[^__^] Assalamualaikum Warrahmatullahi Wabarakatuh [^__^]

Sabtu, 24 November 2018

Kabut Fiksi Dalam Diri


Lelaki itu ingin berhenti  bernalar, menghempaskan seisi jasad ke ranjang. Namun tidak bisa. Kedua matanya terus saja dipaksa terjaga pemikirannya yang enggan berhenti, terus berputar mencari pangkal ujung segala masalah yang nyatanya tidak ada dalam pemikiran. Inilah kesetiaan. Dimana nalar terus saja bekerja, coba kalkulasi segala hukum sebab-akibat --seluas wawasan yang teraih- hingga tenaga terakhir tercurah demi menentramkan sang hati yang gelisah. Sebagaimana patih terhadap raja. Meski raja itu nyatanya begitu sering berubah-ubah inginnya, seperti arah angin.
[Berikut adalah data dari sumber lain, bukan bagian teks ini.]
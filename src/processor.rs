//! Request processing.
//!
//! A [`Processor`] turns a decoded [`Request`] into a [`Response`]. The
//! bundled [`ActionProcessor`] dispatches on [`Action`], a closed set of text
//! transformations. Processors must be pure: the connection layer relies on
//! being able to call them without coordinating with other connections.

use std::{fmt, str::FromStr};

use thiserror::Error;

use crate::message::{Request, Response};

/// Errors produced while processing a request.
#[derive(Clone, Debug, Error, PartialEq, Eq)]
pub enum ProcessError {
    /// The request named an action the processor does not implement.
    #[error("unknown action: {0}")]
    UnknownAction(String),
}

/// Transforms requests into responses.
///
/// Implementations should not perform I/O or touch shared mutable state; the
/// same request must always produce the same result.
pub trait Processor: Send + Sync + 'static {
    /// Produce the response for `request`.
    ///
    /// # Errors
    ///
    /// Returns a [`ProcessError`] if the request cannot be served. The
    /// connection layer reports it to the client as an error response.
    fn process(&self, request: &Request) -> Result<Response, ProcessError>;
}

impl<F> Processor for F
where
    F: Fn(&Request) -> Result<Response, ProcessError> + Send + Sync + 'static,
{
    fn process(&self, request: &Request) -> Result<Response, ProcessError> { self(request) }
}

/// Actions understood by [`ActionProcessor`].
#[derive(Clone, Copy, Debug, PartialEq, Eq, Hash)]
#[non_exhaustive]
pub enum Action {
    /// Return the message unchanged.
    Echo,
    /// Convert the message to uppercase.
    Upper,
    /// Convert the message to lowercase.
    Lower,
    /// Reverse the order of the message's characters.
    Reverse,
    /// Count the message's characters.
    Length,
}

impl Action {
    /// Every action, in protocol order.
    pub const ALL: [Action; 5] = [
        Action::Echo,
        Action::Upper,
        Action::Lower,
        Action::Reverse,
        Action::Length,
    ];

    /// The action's name on the wire.
    #[must_use]
    pub const fn as_str(self) -> &'static str {
        match self {
            Action::Echo => "echo",
            Action::Upper => "upper",
            Action::Lower => "lower",
            Action::Reverse => "reverse",
            Action::Length => "length",
        }
    }

    /// Apply the transformation to `message`.
    #[must_use]
    pub fn apply(self, message: &str) -> String {
        match self {
            Action::Echo => message.to_owned(),
            Action::Upper => message.to_uppercase(),
            Action::Lower => message.to_lowercase(),
            Action::Reverse => message.chars().rev().collect(),
            Action::Length => message.chars().count().to_string(),
        }
    }
}

impl fmt::Display for Action {
    fn fmt(&self, f: &mut fmt::Formatter<'_>) -> fmt::Result { f.write_str(self.as_str()) }
}

impl FromStr for Action {
    type Err = ProcessError;

    /// Names are matched exactly; `"Echo"` is not `"echo"`.
    fn from_str(s: &str) -> Result<Self, Self::Err> {
        Action::ALL
            .into_iter()
            .find(|action| action.as_str() == s)
            .ok_or_else(|| ProcessError::UnknownAction(s.to_owned()))
    }
}

/// Default processor dispatching on [`Action`].
///
/// ```
/// use parley::{
///     message::Request,
///     processor::{ActionProcessor, ProcessError, Processor},
/// };
///
/// let response = ActionProcessor
///     .process(&Request::new("upper", "hello"))
///     .expect("known action");
/// assert_eq!(response.message, "HELLO");
///
/// let err = ActionProcessor
///     .process(&Request::new("frobnicate", "hello"))
///     .expect_err("unknown action");
/// assert_eq!(err, ProcessError::UnknownAction("frobnicate".into()));
/// ```
#[derive(Clone, Copy, Debug, Default)]
pub struct ActionProcessor;

impl Processor for ActionProcessor {
    fn process(&self, request: &Request) -> Result<Response, ProcessError> {
        let action: Action = request.action.parse()?;
        Ok(Response::new(action.apply(&request.message)))
    }
}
Sifat fana lamat-lamat terkecap manisnya di saat-saat seperti ini, di saat nalar tak menemu lagi titik temu pangkal untuk melapor kepada hati. Nalar tahu, tidur kerap menyegarkan ketajaman kemampuannya, namun ingin sang hati tidak ingin mengerti itu semua. Lucu! Sang raja yang memandang jauh keluar alam nalar terus saja memaksa patihnya yang tak akan bisa ikut serta melintas sekat alam logika itu. Hingga sedemi-demi karena tidak ingin membuat sang raja kecewa, nalar menurunkan ketajaman peran fungsinya untuk menganjurkan kepada tuannya itu sebuah jalan wisata naluri paling purba kepada sang raja. Sibuklah seisi kerajaan mengejar segala simbol kepuasan dalam berahi, hingga lupalah raja dengan sejarah kedengkian Azazil perihal jabatan, lupakan sejarah Sulaiman perihal rasa syukur dengan segala nikmat yang di berikan, lupa pula ia dengan sejarah keberserahan Yusuf kepada Sang Pencipta.
.
Ah iya, sejak awal tulisan ini pun mungkin lupa kepada Sang Pemberi segala kemampuan dan sifat yang tertulis dalam cerita ini. Para pembaca pasti kesal, karena ketidaksetiaan –meski sebatas- mengingat  kepada Penciptanya sendiri. Alangkah lucunya.